The Marine Corps’ latest commandant, General David Berger, echoed this sentiment this spring when he said “we have to get smaller to get better.” His plans call for an unprecedented reduction in the size and scale of his force while increasing those that can better focus on great-power competition, namely with China. But is this approach a recipe to regain readiness, or a subtle play to place his service at the front of the buffet line that serves those willing to counter China? Put differently, is General Berger asking for more money by shrinking his force but rebranding it as a tool for addressing China? It’s hard to say at this point, but several theories surrounding this approach were recently addressed at length in Responsible Statecraft.
Then there is Secretary Esper’s plans to repurpose his “savings” by building a 500-ship Navy by 2045. With a fleet that currently stands at just under 300 ships, how the Navy will build, operate, man, train, and maintain 200 more with hypothetical “savings” is really anyone’s guess. As noted in a well-written rebuttal by John R. Kroger of the Aspen Institute, creating even a 355-ship Navy would require $30 billion for shipbuilding costs and $38 billion annually for maintenance. As Kroger said, “strategic planning is worthless unless it reflects fiscal reality.”

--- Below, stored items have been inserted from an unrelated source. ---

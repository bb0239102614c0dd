use std::time::Duration;

use futures::future::BoxFuture;
use tracing::debug;

use flowdesk_core::config::HttpConfig;
use flowdesk_core::error::{FlowdeskError, Result};
use flowdesk_core::traits::{HttpFetch, HttpResponse};

/// Outbound GET over reqwest. No retries, no credentials.
pub struct ReqwestFetch {
    client: reqwest::Client,
}

impl ReqwestFetch {
    pub fn new(config: &HttpConfig) -> Result<Self> {
        let client = reqwest::Client::builder()
            .timeout(Duration::from_secs(config.timeout_secs))
            .user_agent(config.user_agent.clone())
            .build()
            .map_err(|e| FlowdeskError::Http(format!("Failed to create HTTP client: {}", e)))?;
        Ok(Self { client })
    }
}

impl HttpFetch for ReqwestFetch {
    fn get(&self, url: String) -> BoxFuture<'_, Result<HttpResponse>> {
        Box::pin(async move {
            debug!(url = %url, "Fetching URL");

            let resp = self
                .client
                .get(&url)
                .send()
                .await
                .map_err(|e| FlowdeskError::Http(format!("Request failed: {}", e)))?;

            let status = resp.status().as_u16();
            let body = resp
                .text()
                .await
                .map_err(|e| FlowdeskError::Http(format!("Failed to read response body: {}", e)))?;

            debug!(url = %url, status, bytes = body.len(), "Fetched");
            Ok(HttpResponse::new(status, body))
        })
    }
}
use std::io::Write;

use flowdesk_core::config::AppConfig;
use flowdesk_core::FlowdeskError;

#[test]
fn test_load_full_config_from_file() {
    let toml_content = r#"
[engine]
step_budget = 50
max_rounds = 3
utc_offset_hours = -3

[messages]
closing = "Atendimento finalizado."
queue_transfer = "Transferindo para: {queue}..."
pickup = "Você será atendido por {operator}."

[http]
timeout_secs = 5
user_agent = "desk-test"

[script]
max_ops = 500
timeout_ms = 100
max_value_len = 64

[presence]
staleness_secs = 30

[directory]
require_online = true

[data]
flow = "flows/main.json"
schedules = "data/schedules.json"
templates = "data/templates.json"
operators = "data/users.json"
"#;

    let mut tmp = tempfile::NamedTempFile::new().expect("create temp file");
    tmp.write_all(toml_content.as_bytes()).expect("write toml");

    let config = AppConfig::load(tmp.path()).expect("load config");

    assert_eq!(config.engine.step_budget, 50);
    assert_eq!(config.engine.max_rounds, 3);
    assert_eq!(config.engine.utc_offset_hours, -3);
    assert_eq!(config.messages.closing, "Atendimento finalizado.");
    assert_eq!(config.messages.queue_transfer, "Transferindo para: {queue}...");
    assert_eq!(config.messages.closed, "Conversation closed.");
    assert_eq!(config.http.timeout_secs, 5);
    assert_eq!(config.http.user_agent, "desk-test");
    assert_eq!(config.script.max_ops, 500);
    assert_eq!(config.script.max_value_len, 64);
    assert_eq!(config.presence.staleness_secs, 30);
    assert!(config.directory.require_online);
    assert_eq!(
        config.data.operators.as_deref(),
        Some(std::path::Path::new("data/users.json"))
    );
}

#[test]
fn test_env_var_expansion_in_config() {
    std::env::set_var("FLOWDESK_TEST_AGENT", "desk-from-env");

    let toml_content = r#"
[http]
user_agent = "${FLOWDESK_TEST_AGENT}"
"#;

    let mut tmp = tempfile::NamedTempFile::new().expect("create temp file");
    tmp.write_all(toml_content.as_bytes()).expect("write toml");

    let config = AppConfig::load(tmp.path()).expect("load config");
    assert_eq!(config.http.user_agent, "desk-from-env");

    std::env::remove_var("FLOWDESK_TEST_AGENT");
}

#[test]
fn test_minimal_config_uses_defaults() {
    let mut tmp = tempfile::NamedTempFile::new().expect("create temp file");
    tmp.write_all(b"").expect("write toml");

    let config = AppConfig::load(tmp.path()).expect("load config");

    assert_eq!(config.engine.step_budget, 200);
    assert_eq!(config.engine.utc_offset_hours, 0);
    assert_eq!(config.http.timeout_secs, 10);
    assert_eq!(config.script.timeout_ms, 500);
    assert_eq!(config.presence.staleness_secs, 15);
    assert!(!config.directory.require_online);
    assert!(config.data.flow.is_none());
    assert_eq!(config.messages.pickup, "You will be served by {operator}.");
}

#[test]
fn test_missing_and_malformed_config() {
    let err = AppConfig::load(std::path::Path::new("/nonexistent/flowdesk.toml")).unwrap_err();
    assert!(matches!(err, FlowdeskError::ConfigNotFound(_)));

    let mut tmp = tempfile::NamedTempFile::new().expect("create temp file");
    tmp.write_all(b"[engine]\nstep_budget = \"many\"\n").expect("write toml");
    let err = AppConfig::load(tmp.path()).unwrap_err();
    assert!(matches!(err, FlowdeskError::Config(_)));
}
//! Sandboxed script evaluation.
//!
//! Scripts are a small assignment language over the variable bag:
//!
//! ```text
//! # comments start with '#' or '//'
//! vars.total = number(vars.price) * number(vars.qty)
//! greeting = "Olá, " + upper(vars.nome)
//! vars.message = greeting; return vars
//! ```
//!
//! There are no loops, no I/O and no host access. Evaluation is bounded by
//! an operation budget, a wall-clock timeout and a maximum value length.
//! Any failure discards the whole run; the caller's bag is never partially
//! updated.

use std::collections::HashMap;
use std::time::{Duration, Instant};

use futures::future::BoxFuture;
use thiserror::Error;
use tracing::debug;

use flowdesk_core::config::ScriptConfig;
use flowdesk_core::error::{FlowdeskError, Result};
use flowdesk_core::traits::ScriptEval;

#[derive(Debug, Clone, Error, PartialEq)]
pub enum ScriptError {
    #[error("line {line}: {message}")]
    Parse { line: usize, message: String },

    #[error("unknown function: {0}")]
    UnknownFunction(String),

    #[error("unknown variable: {0}")]
    UnknownVariable(String),

    #[error("{func} expects {expected} argument(s), got {got}")]
    Arity {
        func: String,
        expected: usize,
        got: usize,
    },

    #[error("not a number: {0:?}")]
    NotANumber(String),

    #[error("division by zero")]
    DivisionByZero,

    #[error("operation budget of {0} exhausted")]
    BudgetExhausted(usize),

    #[error("value of {len} bytes exceeds limit of {max}")]
    ValueTooLarge { len: usize, max: usize },

    #[error("deadline exceeded")]
    Deadline,
}

impl From<ScriptError> for FlowdeskError {
    fn from(e: ScriptError) -> Self {
        FlowdeskError::Script(e.to_string())
    }
}

// ── Lexer ───────────────────────────────────────────────────────

#[derive(Debug, Clone, PartialEq)]
enum Token {
    Ident(String),
    Str(String),
    Num(f64),
    Dot,
    Comma,
    Assign,
    Plus,
    Minus,
    Star,
    Slash,
    Percent,
    LParen,
    RParen,
    Semi,
}

fn tokenize(src: &str, line: usize) -> std::result::Result<Vec<Token>, ScriptError> {
    let err = |message: String| ScriptError::Parse { line, message };
    let chars: Vec<char> = src.chars().collect();
    let mut tokens = Vec::new();
    let mut i = 0;

    while i < chars.len() {
        let c = chars[i];
        match c {
            ' ' | '\t' | '\r' => i += 1,
            '.' => {
                tokens.push(Token::Dot);
                i += 1;
            }
            ',' => {
                tokens.push(Token::Comma);
                i += 1;
            }
            '=' => {
                tokens.push(Token::Assign);
                i += 1;
            }
            '+' => {
                tokens.push(Token::Plus);
                i += 1;
            }
            '-' => {
                tokens.push(Token::Minus);
                i += 1;
            }
            '*' => {
                tokens.push(Token::Star);
                i += 1;
            }
            '/' => {
                tokens.push(Token::Slash);
                i += 1;
            }
            '%' => {
                tokens.push(Token::Percent);
                i += 1;
            }
            '(' => {
                tokens.push(Token::LParen);
                i += 1;
            }
            ')' => {
                tokens.push(Token::RParen);
                i += 1;
            }
            ';' => {
                tokens.push(Token::Semi);
                i += 1;
            }
            '"' | '\'' => {
                let quote = c;
                let mut s = String::new();
                i += 1;
                loop {
                    match chars.get(i) {
                        None => return Err(err("unterminated string".into())),
                        Some(&ch) if ch == quote => {
                            i += 1;
                            break;
                        }
                        Some('\\') => {
                            let escaped = chars.get(i + 1).ok_or_else(|| err("dangling escape".into()))?;
                            s.push(match escaped {
                                'n' => '\n',
                                't' => '\t',
                                other => *other,
                            });
                            i += 2;
                        }
                        Some(&ch) => {
                            s.push(ch);
                            i += 1;
                        }
                    }
                }
                tokens.push(Token::Str(s));
            }
            c if c.is_ascii_digit() => {
                let start = i;
                while i < chars.len() && (chars[i].is_ascii_digit() || chars[i] == '.') {
                    i += 1;
                }
                let text: String = chars[start..i].iter().collect();
                let n = text
                    .parse::<f64>()
                    .map_err(|_| err(format!("bad number {:?}", text)))?;
                tokens.push(Token::Num(n));
            }
            c if c.is_alphabetic() || c == '_' => {
                let start = i;
                while i < chars.len() && (chars[i].is_alphanumeric() || chars[i] == '_') {
                    i += 1;
                }
                tokens.push(Token::Ident(chars[start..i].iter().collect()));
            }
            other => return Err(err(format!("unexpected character {:?}", other))),
        }
    }
    Ok(tokens)
}
use std::collections::HashMap;
use std::sync::OnceLock;

use regex::{Captures, Regex};
use serde::{Deserialize, Serialize};

/// Per-session variable bag. Keys and values are plain strings.
#[derive(Debug, Clone, Default, PartialEq, Eq, Serialize, Deserialize)]
pub struct Variables {
    data: HashMap<String, String>,
}

impl Variables {
    pub fn new() -> Self {
        Self::default()
    }

    pub fn from_map(data: HashMap<String, String>) -> Self {
        Self { data }
    }

    pub fn get(&self, key: &str) -> Option<&str> {
        self.data.get(key).map(String::as_str)
    }

    pub fn set(&mut self, key: impl Into<String>, value: impl Into<String>) {
        self.data.insert(key.into(), value.into());
    }

    /// Replace the whole bag, e.g. with the result of a variable patch.
    pub fn replace(&mut self, data: HashMap<String, String>) {
        self.data = data;
    }

    pub fn data(&self) -> &HashMap<String, String> {
        &self.data
    }

    pub fn into_inner(self) -> HashMap<String, String> {
        self.data
    }

    /// Substitute `{name}` placeholders with the current values.
    pub fn interpolate(&self, text: &str) -> String {
        interpolate(text, &self.data)
    }
}

fn placeholder() -> &'static Regex {
    static RE: OnceLock<Regex> = OnceLock::new();
    RE.get_or_init(|| Regex::new(r"\{(\w+)\}").expect("placeholder pattern is valid"))
}

/// Substitute `{name}` placeholders from `vars`.
///
/// Unknown names are left verbatim, so `interpolate(t, {}) == t`.
pub fn interpolate(text: &str, vars: &HashMap<String, String>) -> String {
    placeholder()
        .replace_all(text, |caps: &Captures| match vars.get(&caps[1]) {
            Some(v) => v.clone(),
            None => caps[0].to_string(),
        })
        .into_owned()
}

Step back a bit and see that the Pentagon doesn’t really “do” large-scale savings plans. As the Quincy Institute’s Mark Perry pointed out in 2018, President Trump appointed John Gibson as the Pentagon’s first ever Chief Management Officer to cut waste and efficiently modernize the military. He proposed $125 billion in savings and cuts. After only seven months on the job, Secretary Mattisfired him for a “lack of performance.”
Rumors say President Trump will fire Esper if Trump wins a second term. For a candidate that ran on reform, one could only hope the president has finally refined his palate enough to realize he is being fed pie in the sky.